Antibody: CD34-FITC conjugates: BD Pharmingen
Cell Line: Umbilical Cord (UC) cells were sourced from Hi-Media labs. Germany, they were human Wharton's jelly cord blood cells. They were not frozen and expanded after five passages.
Culture 1 × 106 cells in a 6-well plate containing 2 ml of complete media.After 24 h of incubation, cells are treated with 1 pg, 100 pg, 1 ng, 100 ng and 1µg in serum-free DMEM media and incubated for 72 h. After 72 Hr. of treatment, cells were collected and, pelleted cells at 4000 rpm for 5 minutes at room temperature and discard the supernatant. Washed the cell pellet twice with 1X PBS. The cell pellet suspended in 100 µL of Sheath fluid and incubated with CD34-FITC antibody for 20mins in the dark. Post incubation, the cells were once washed with 1X PBS and resuspended in Sheath fluid. The treated and untreated cell populations were determined using FACS Caliber (BD Biosciences, San Jose, CA).

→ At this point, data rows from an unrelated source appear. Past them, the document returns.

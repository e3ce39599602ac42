//! Outcome → text/json string rendering.
//!
//! Two modes:
//! - **Text** (default): fixed-width table, `ok: ...` acknowledgements
//! - **JSON** (`--format json`): `serde_json::to_string_pretty`

use crate::commands::Outcome;
use crate::error::CliError;
use clap::ValueEnum;
use rosterdb_core::{Student, StudentId};
use serde::Serialize;

/// Output rendering mode.
#[derive(Debug, Clone, Copy, PartialEq, Eq, Default, ValueEnum)]
pub enum OutputMode {
    /// Human-readable table.
    #[default]
    Text,
    /// Pretty-printed JSON.
    Json,
}

const HELP: &str = "\
commands:
  add <name> <age> <class>              add a student
  list                                  list all students by id
  remove <id>                           remove by id
  mod <id> <name> <age> <class>         modify by id
  search id <id>                        search by id
  search name <name>                    search by exact name
  order <id|name|age|class> <asc|desc>  ordered view
  help                                  show help
  quit | exit                           leave repl";

const EMPTY: &str = "(empty)";

/// One student as it appears in JSON output.
#[derive(Debug, Serialize)]
struct StudentRow<'a> {
    id: u64,
    name: &'a str,
    age: u8,
    class: &'a str,
}

impl<'a> From<&'a Student> for StudentRow<'a> {
    fn from(s: &'a Student) -> Self {
        Self {
            id: s.id.as_u64(),
            name: &s.name,
            age: s.age,
            class: &s.class_name,
        }
    }
}

/// Acknowledgement of a mutation in JSON output.
#[derive(Debug, Serialize)]
struct Ack {
    ok: &'static str,
    id: u64,
}

/// Returns the help text.
pub fn help() -> &'static str {
    HELP
}

/// Renders a command outcome. `Quit` renders to nothing.
pub fn render_outcome(outcome: &Outcome<'_>, mode: OutputMode) -> Option<String> {
    let text = match (outcome, mode) {
        (Outcome::Quit, _) => return None,
        (Outcome::Help, _) => help().to_owned(),
        (Outcome::Added(id), OutputMode::Text) => format!("ok: added id={id}"),
        (Outcome::Removed(id), OutputMode::Text) => format!("ok: removed id={id}"),
        (Outcome::Modified(id), OutputMode::Text) => format!("ok: modified id={id}"),
        (Outcome::Added(id), OutputMode::Json) => ack("added", *id),
        (Outcome::Removed(id), OutputMode::Json) => ack("removed", *id),
        (Outcome::Modified(id), OutputMode::Json) => ack("modified", *id),
        (Outcome::Rows(rows), OutputMode::Text) => table(rows),
        (Outcome::Rows(rows), OutputMode::Json) => {
            let rows: Vec<StudentRow<'_>> = rows.iter().map(|s| StudentRow::from(*s)).collect();
            to_json(&rows)
        }
    };
    Some(text)
}

/// Renders an error.
pub fn render_error(err: &CliError, mode: OutputMode) -> String {
    match mode {
        OutputMode::Text => err.to_string(),
        OutputMode::Json => to_json(&serde_json::json!({ "error": err.to_string() })),
    }
}

/// Formats rows as a fixed-width table, or `(empty)`.
pub fn table(rows: &[&Student]) -> String {
    if rows.is_empty() {
        return EMPTY.to_owned();
    }

    let mut lines = Vec::with_capacity(rows.len() + 1);
    lines.push(format!(
        "{:<4} {:<12} {:<4} {:<12}",
        "id", "name", "age", "class"
    ));
    for s in rows {
        lines.push(format!(
            "{:<4} {:<12} {:<4} {:<12}",
            s.id, s.name, s.age, s.class_name
        ));
    }
    lines.join("\n")
}

fn ack(ok: &'static str, id: StudentId) -> String {
    to_json(&Ack {
        ok,
        id: id.as_u64(),
    })
}

fn to_json<T: Serialize + ?Sized>(value: &T) -> String {
    serde_json::to_string_pretty(value)
        .unwrap_or_else(|e| format!("{{\"error\": \"{e}\"}}"))
}
//! `list` command.

use super::Outcome;
use rosterdb_core::StudentStore;

/// Lists every student by ascending id.
pub fn run(store: &StudentStore) -> Outcome<'_> {
    Outcome::Rows(store.list())
}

UC cells treated with Metadichol at 1 pg, 100 pg, 1 ng, 100 ng, and 1 µg of for 72 hrs. Cells treated at 1 ng has shown the highest increase in expression of CD34 compared to untreated Control. The cells treated at 1pg, 100pg has demonstrated the multiplicity of CD34 expression as indicated by peak shift compared to treatment with 1 ng, 100 ng, and 1 µg. The fold increase is at various concentrations is difficult to calculate as the control cells, the signals for CD 34 look more like background noise. Nonetheless, the CD34 cell expression at 100 pg is seen and is very significant.